- **DATA**
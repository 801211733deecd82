//! # 线性求解器
//!
//! - `RidgeSolver`: 固定正则化的岭回归
//! - `BayesianRidge`: 证据最大化迭代更新噪声精度 α 与权重精度 λ
//!   (MacKay 更新，Gamma 超先验)，不拟合截距
//!
//! 两者都返回系数与后验协方差，供委员会采样使用。
//!
//! ## 依赖关系
//! - 被 `fit/mod.rs`, `commands/fit.rs` 使用
//! - 使用 `nalgebra` 的 Cholesky 与对称特征分解

use crate::error::{AceError, Result};

use nalgebra::{DMatrix, DVector};
use serde::{Deserialize, Serialize};

/// 求解结果
#[derive(Debug, Clone)]
pub struct SolverFit {
    pub coef: DVector<f64>,
    pub posterior_cov: DMatrix<f64>,
    /// 每次迭代的对数边际似然（仅在开启时记录）
    pub scores: Vec<f64>,
    pub n_iter: usize,
}

/// 线性求解器接口
pub trait LinearSolver: Send + Sync {
    fn fit(&self, psi: &DMatrix<f64>, y: &DVector<f64>) -> Result<SolverFit>;

    fn name(&self) -> &str;
}

fn check_shapes(psi: &DMatrix<f64>, y: &DVector<f64>) -> Result<()> {
    if psi.nrows() != y.len() {
        return Err(AceError::ShapeMismatch(format!(
            "design matrix has {} rows but target has {} entries",
            psi.nrows(),
            y.len()
        )));
    }
    if psi.ncols() == 0 || psi.nrows() == 0 {
        return Err(AceError::Solver("empty linear problem".to_string()));
    }
    Ok(())
}

/// 岭回归
#[derive(Debug, Clone, Copy, PartialEq, Serialize, Deserialize)]
pub struct RidgeSolver {
    pub lambda: f64,
}

impl Default for RidgeSolver {
    fn default() -> Self {
        RidgeSolver { lambda: 1e-3 }
    }
}

impl LinearSolver for RidgeSolver {
    fn fit(&self, psi: &DMatrix<f64>, y: &DVector<f64>) -> Result<SolverFit> {
        check_shapes(psi, y)?;
        let (n, p) = psi.shape();

        let gram = psi.tr_mul(psi) + DMatrix::identity(p, p) * self.lambda;
        let chol = gram
            .cholesky()
            .ok_or_else(|| AceError::Solver("regularised normal matrix is not positive definite".to_string()))?;

        let coef = chol.solve(&psi.tr_mul(y));
        let residual = y - psi * &coef;
        let dof = n.saturating_sub(p).max(1) as f64;
        let sigma2 = residual.norm_squared() / dof;

        Ok(SolverFit {
            coef,
            posterior_cov: chol.inverse() * sigma2,
            scores: Vec::new(),
            n_iter: 1,
        })
    }

    fn name(&self) -> &str {
        "ridge"
    }
}

/// 贝叶斯岭回归
#[derive(Debug, Clone, Copy, PartialEq, Serialize, Deserialize)]
#[serde(default)]
pub struct BayesianRidge {
    pub max_iter: usize,
    pub tol: f64,
    pub fit_intercept: bool,
    pub compute_score: bool,
    pub alpha_1: f64,
    pub alpha_2: f64,
    pub lambda_1: f64,
    pub lambda_2: f64,
}

impl Default for BayesianRidge {
    fn default() -> Self {
        BayesianRidge {
            max_iter: 300,
            tol: 1e-3,
            fit_intercept: false,
            compute_score: false,
            alpha_1: 1e-6,
            alpha_2: 1e-6,
            lambda_1: 1e-6,
            lambda_2: 1e-6,
        }
    }
}

impl BayesianRidge {
    /// 对数边际似然
    fn log_marginal_likelihood(
        &self,
        n_samples: usize,
        eigen: &DVector<f64>,
        alpha: f64,
        lambda: f64,
        coef: &DVector<f64>,
        rss: f64,
    ) -> f64 {
        let n = n_samples as f64;
        let p = coef.len() as f64;
        let logdet_sigma: f64 = -eigen.iter().map(|e| (lambda + alpha * e).ln()).sum::<f64>();

        let mut score = self.lambda_1 * lambda.ln() - self.lambda_2 * lambda;
        score += self.alpha_1 * alpha.ln() - self.alpha_2 * alpha;
        score += 0.5
            * (p * lambda.ln() + n * alpha.ln() - alpha * rss - lambda * coef.norm_squared() + logdet_sigma
                - n * (2.0 * std::f64::consts::PI).ln());
        score
    }
}

impl LinearSolver for BayesianRidge {
    fn fit(&self, psi: &DMatrix<f64>, y: &DVector<f64>) -> Result<SolverFit> {
        check_shapes(psi, y)?;
        if self.fit_intercept {
            return Err(AceError::Solver(
                "intercept fitting is not available, the pair model has no constant term".to_string(),
            ));
        }

        let (n, p) = psi.shape();
        let eig = psi.tr_mul(psi).symmetric_eigen();
        let eigen = eig.eigenvalues.map(|e| e.max(0.0));
        let v = eig.eigenvectors;
        let vty = v.tr_mul(&psi.tr_mul(y));

        // 后验均值 V diag(1 / (e + λ/α)) Vᵀ Xᵀ y
        let posterior_mean = |alpha: f64, lambda: f64| -> DVector<f64> {
            let w = DVector::from_iterator(
                p,
                vty.iter()
                    .zip(eigen.iter())
                    .map(|(b, e)| b / (e + lambda / alpha)),
            );
            &v * w
        };

        let mean_y = y.mean();
        let var_y = y.iter().map(|t| (t - mean_y).powi(2)).sum::<f64>() / n as f64;
        let mut alpha = 1.0 / (var_y + f64::EPSILON);
        let mut lambda = 1.0;

        let mut scores = Vec::new();
        let mut previous: Option<DVector<f64>> = None;
        let mut n_iter = self.max_iter;
        let mut converged = false;

        for iter in 0..self.max_iter {
            let coef = posterior_mean(alpha, lambda);
            let rss = (y - psi * &coef).norm_squared();

            if self.compute_score {
                scores.push(self.log_marginal_likelihood(n, &eigen, alpha, lambda, &coef, rss));
            }

            let gamma: f64 = eigen.iter().map(|e| alpha * e / (lambda + alpha * e)).sum();
            lambda = (gamma + 2.0 * self.lambda_1) / (coef.norm_squared() + 2.0 * self.lambda_2);
            alpha = (n as f64 - gamma + 2.0 * self.alpha_1) / (rss + 2.0 * self.alpha_2);

            if let Some(prev) = &previous {
                if (prev - &coef).abs().sum() < self.tol {
                    log::debug!("bayesian ridge converged after {} iterations", iter + 1);
                    n_iter = iter + 1;
                    converged = true;
                    break;
                }
            }
            previous = Some(coef);
        }

        if !converged {
            log::warn!("bayesian ridge did not converge in {} iterations", self.max_iter);
        }

        let coef = posterior_mean(alpha, lambda);
        if self.compute_score {
            let rss = (y - psi * &coef).norm_squared();
            scores.push(self.log_marginal_likelihood(n, &eigen, alpha, lambda, &coef, rss));
        }

        if !alpha.is_finite() || !lambda.is_finite() || coef.iter().any(|c| !c.is_finite()) {
            return Err(AceError::Solver(format!(
                "evidence maximisation diverged (alpha = {}, lambda = {})",
                alpha, lambda
            )));
        }
        log::info!("bayesian ridge: alpha = {:.4e}, lambda = {:.4e}", alpha, lambda);

        let scale = DVector::from_iterator(p, eigen.iter().map(|e| 1.0 / (alpha * e + lambda)));
        let posterior_cov = &v * DMatrix::from_diagonal(&scale) * v.transpose();

        Ok(SolverFit {
            coef,
            posterior_cov,
            scores,
            n_iter,
        })
    }

    fn name(&self) -> &str {
        "bayesian_ridge"
    }
}

/// 求解器配置（TOML）
#[derive(Debug, Clone, Copy, PartialEq, Serialize, Deserialize)]
#[serde(tag = "kind", rename_all = "snake_case")]
pub enum SolverConfig {
    Ridge(RidgeSolver),
    BayesianRidge(BayesianRidge),
}

impl Default for SolverConfig {
    fn default() -> Self {
        SolverConfig::BayesianRidge(BayesianRidge::default())
    }
}

impl SolverConfig {
    pub fn build(&self) -> Box<dyn LinearSolver> {
        match *self {
            SolverConfig::Ridge(s) => Box::new(s),
            SolverConfig::BayesianRidge(s) => Box::new(s),
        }
    }
}

#[cfg(test)]
mod tests {
    use super::*;
    use approx::assert_relative_eq;

    fn synthetic_problem(noise: f64) -> (DMatrix<f64>, DVector<f64>, DVector<f64>) {
        let n = 60;
        let psi = DMatrix::from_fn(n, 3, |i, j| {
            let x = i as f64 / n as f64;
            match j {
                0 => 1.0,
                1 => x,
                _ => (3.0 * x).sin(),
            }
        });
        let truth = DVector::from_vec(vec![0.5, -2.0, 1.5]);
        let y = &psi * &truth + DVector::from_fn(n, |i, _| noise * (7.3 * i as f64).sin());
        (psi, y, truth)
    }

    #[test]
    fn test_ridge_recovers_noise_free_coefficients() {
        let (psi, y, truth) = synthetic_problem(0.0);
        let fit = RidgeSolver { lambda: 1e-10 }.fit(&psi, &y).unwrap();
        for k in 0..3 {
            assert_relative_eq!(fit.coef[k], truth[k], epsilon = 1e-6);
        }
    }

    #[test]
    fn test_bayesian_ridge_recovers_coefficients() {
        let (psi, y, truth) = synthetic_problem(1e-3);
        let solver = BayesianRidge {
            compute_score: true,
            ..Default::default()
        };
        let fit = solver.fit(&psi, &y).unwrap();
        for k in 0..3 {
            assert_relative_eq!(fit.coef[k], truth[k], epsilon = 1e-2);
        }
        assert!(!fit.scores.is_empty());
        assert!(fit.n_iter <= solver.max_iter);
    }

    #[test]
    fn test_posterior_covariance_is_symmetric_positive() {
        let (psi, y, _) = synthetic_problem(1e-2);
        let fit = BayesianRidge::default().fit(&psi, &y).unwrap();
        let cov = &fit.posterior_cov;
        assert_eq!(cov.shape(), (3, 3));
        for i in 0..3 {
            assert!(cov[(i, i)] > 0.0);
            for j in 0..3 {
                assert_relative_eq!(cov[(i, j)], cov[(j, i)], epsilon = 1e-12);
            }
        }
    }

    #[test]
    fn test_shape_mismatch() {
        let psi = DMatrix::zeros(4, 2);
        let y = DVector::zeros(3);
        assert!(matches!(
            RidgeSolver::default().fit(&psi, &y),
            Err(AceError::ShapeMismatch(_))
        ));
    }

    #[test]
    fn test_intercept_is_rejected() {
        let (psi, y, _) = synthetic_problem(0.0);
        let solver = BayesianRidge {
            fit_intercept: true,
            ..Default::default()
        };
        assert!(matches!(solver.fit(&psi, &y), Err(AceError::Solver(_))));
    }

    #[test]
    fn test_solver_config_from_toml() {
        #[derive(Deserialize)]
        struct Wrapper {
            solver: SolverConfig,
        }
        let w: Wrapper = toml::from_str("[solver]\nkind = \"ridge\"\nlambda = 0.1\n").unwrap();
        assert_eq!(w.solver, SolverConfig::Ridge(RidgeSolver { lambda: 0.1 }));

        let w: Wrapper = toml::from_str("[solver]\nkind = \"bayesian_ridge\"\nmax_iter = 50\n").unwrap();
        match w.solver {
            SolverConfig::BayesianRidge(b) => {
                assert_eq!(b.max_iter, 50);
                assert_eq!(b.tol, 1e-3);
            }
            _ => panic!("expected bayesian ridge"),
        }
    }
}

- **AIM OF THE TASK**
Show all lines above containing "Result".

- **ANSWER**
use crate::error::{AceError, Result};
    fn fit(&self, psi: &DMatrix<f64>, y: &DVector<f64>) -> Result<SolverFit>;
fn check_shapes(psi: &DMatrix<f64>, y: &DVector<f64>) -> Result<()> {
    fn fit(&self, psi: &DMatrix<f64>, y: &DVector<f64>) -> Result<SolverFit> {
    fn fit(&self, psi: &DMatrix<f64>, y: &DVector<f64>) -> Result<SolverFit> {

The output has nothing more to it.